Translate a finished positioning document into a messaging system: champion → value matrix → messaging house → core narrative → homepage → rollout. Pulls Pierri's 7-step homepage framework, YLP's 3-phase workbook, and Kramer's positioning-to-copy pipeline.
When to use
After positioning is locked. Before any homepage rewrite, sales-deck refresh, or paid-channel push. Re-run after major ICP, product, or competitive shifts.
Inputs required
- Completed positioning document (canvas, statement, house skeleton)
- 5–10 customer interviews
- Competitive analysis with win/loss patterns
- Product demo/docs
- Site analytics (for rollout prioritization)
Steps
1. Lock the champion. Person closest to the problem, not the budget holder. Map company type, persona, and JTBD situation.

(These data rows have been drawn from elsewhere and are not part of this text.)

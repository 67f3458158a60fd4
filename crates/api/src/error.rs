use axum::http::StatusCode;
use axum::response::{IntoResponse, Response};
use gamehub_core::error::CoreError;
use gamehub_metadata::MetadataError;
use serde_json::json;

/// Application-level error type for HTTP handlers.
///
/// Wraps [`CoreError`] for domain errors and adds HTTP-specific variants.
/// Implements [`IntoResponse`] to produce consistent JSON error responses.
#[derive(Debug, thiserror::Error)]
pub enum AppError {
    /// A domain-level error from `gamehub_core`.
    #[error(transparent)]
    Core(#[from] CoreError),

    /// A database error from sqlx.
    #[error("Database error: {0}")]
    Database(#[from] sqlx::Error),

    /// The game-metadata service failed or was unreachable.
    #[error("Metadata service error: {0}")]
    Metadata(#[from] MetadataError),

    /// A bad request with a human-readable message.
    #[error("Bad request: {0}")]
    BadRequest(String),

    /// An internal error with a human-readable message.
    #[error("Internal error: {0}")]
    InternalError(String),
}

/// Convenience type alias for handler return values.
pub type AppResult<T> = Result<T, AppError>;

impl IntoResponse for AppError {
    fn into_response(self) -> Response {
        let (status, code, message) = match &self {
            // --- CoreError variants ---
            AppError::Core(core) => match core {
                CoreError::NotFound { entity, id } => (
                    StatusCode::NOT_FOUND,
                    "NOT_FOUND",
                    format!("{entity} '{id}' not found"),
                ),
                CoreError::Validation(msg) => {
                    (StatusCode::BAD_REQUEST, "VALIDATION_ERROR", msg.clone())
                }
                CoreError::Conflict(msg) => (StatusCode::CONFLICT, "CONFLICT", msg.clone()),
                CoreError::Unauthorized(msg) => {
                    (StatusCode::UNAUTHORIZED, "UNAUTHORIZED", msg.clone())
                }
                CoreError::Forbidden(msg) => (StatusCode::FORBIDDEN, "FORBIDDEN", msg.clone()),
                CoreError::Internal(msg) => {
                    tracing::error!(error = %msg, "Internal core error");
                    (
                        StatusCode::INTERNAL_SERVER_ERROR,
                        "INTERNAL_ERROR",
                        "An internal error occurred".to_string(),
                    )
                }
            },

            // --- Database errors ---
            AppError::Database(err) => classify_sqlx_error(err),

            // --- Metadata service errors ---
            AppError::Metadata(err) => {
                tracing::warn!(error = %err, "Metadata service error");
                (
                    StatusCode::BAD_GATEWAY,
                    "UPSTREAM_ERROR",
                    "The game-metadata service is unavailable".to_string(),
                )
            }

            // --- HTTP-specific errors ---
            AppError::BadRequest(msg) => (StatusCode::BAD_REQUEST, "BAD_REQUEST", msg.clone()),
            AppError::InternalError(msg) => {
                tracing::error!(error = %msg, "Internal error");
                (
                    StatusCode::INTERNAL_SERVER_ERROR,
                    "INTERNAL_ERROR",
                    "An internal error occurred".to_string(),
                )
            }
        };

        let body = json!({
            "error": message,
            "code": code,
        });

        (status, axum::Json(body)).into_response()
    }
}

/// Classify a sqlx error into an HTTP status, error code, and message.
///
/// - `RowNotFound` maps to 404.
/// - Unique constraint violations (error code 23505) map to 409.
/// - Everything else maps to 500 with a sanitized message.
fn classify_sqlx_error(err: &sqlx::Error) -> (StatusCode, &'static str, String) {
    match err {
        sqlx::Error::RowNotFound => (
            StatusCode::NOT_FOUND,
            "NOT_FOUND",
            "Resource not found".to_string(),
        ),
        sqlx::Error::Database(db_err) => {
            if db_err.code().as_deref() == Some("23505") {
                return (
                    StatusCode::CONFLICT,
                    "CONFLICT",
                    "A review with this slug already exists".to_string(),
                );
            }
            tracing::error!(error = %db_err, "Database error");
            (
                StatusCode::INTERNAL_SERVER_ERROR,
                "INTERNAL_ERROR",
                "An internal error occurred".to_string(),
            )
        }
        other => {
            tracing::error!(error = %other, "Database error");
            (
                StatusCode::INTERNAL_SERVER_ERROR,
                "INTERNAL_ERROR",
                "An internal error occurred".to_string(),
            )
        }
    }
}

2. Run JTBD interviews. Use Moesta's switch-trigger frame (JTBD interviews surface the customer's actual language and the switch trigger). Capture verbatim language for headlines.
3. Map the champion's situation. List functional activities, cross out what the product doesn't address, narrow to the exact pain.
4. Document current-way limitations. What breaks, what's slow, what's manual today. This is the "old game" half of the strategic narrative (Run a monthly narrative-drift audit across decks, homepage, and release notes).
5. Pick product type and comparator. New category, 10x better, new way, or incumbent (Kramer).
6. Build the value matrix. Per persona: Pain → Product Benefit → Feature/Attribute → Message.
7. Write overall positioning paragraph. Unique Belief, Value Provided, Who Cares, One-Liner.
8. Map the capability layer. For each feature, define what the user DOES. The capability bridges feature to benefit; copy hangs off capabilities, not features.
9. Build the messaging house. Overall value prop on top, exactly 3 pillars, supporting features under each.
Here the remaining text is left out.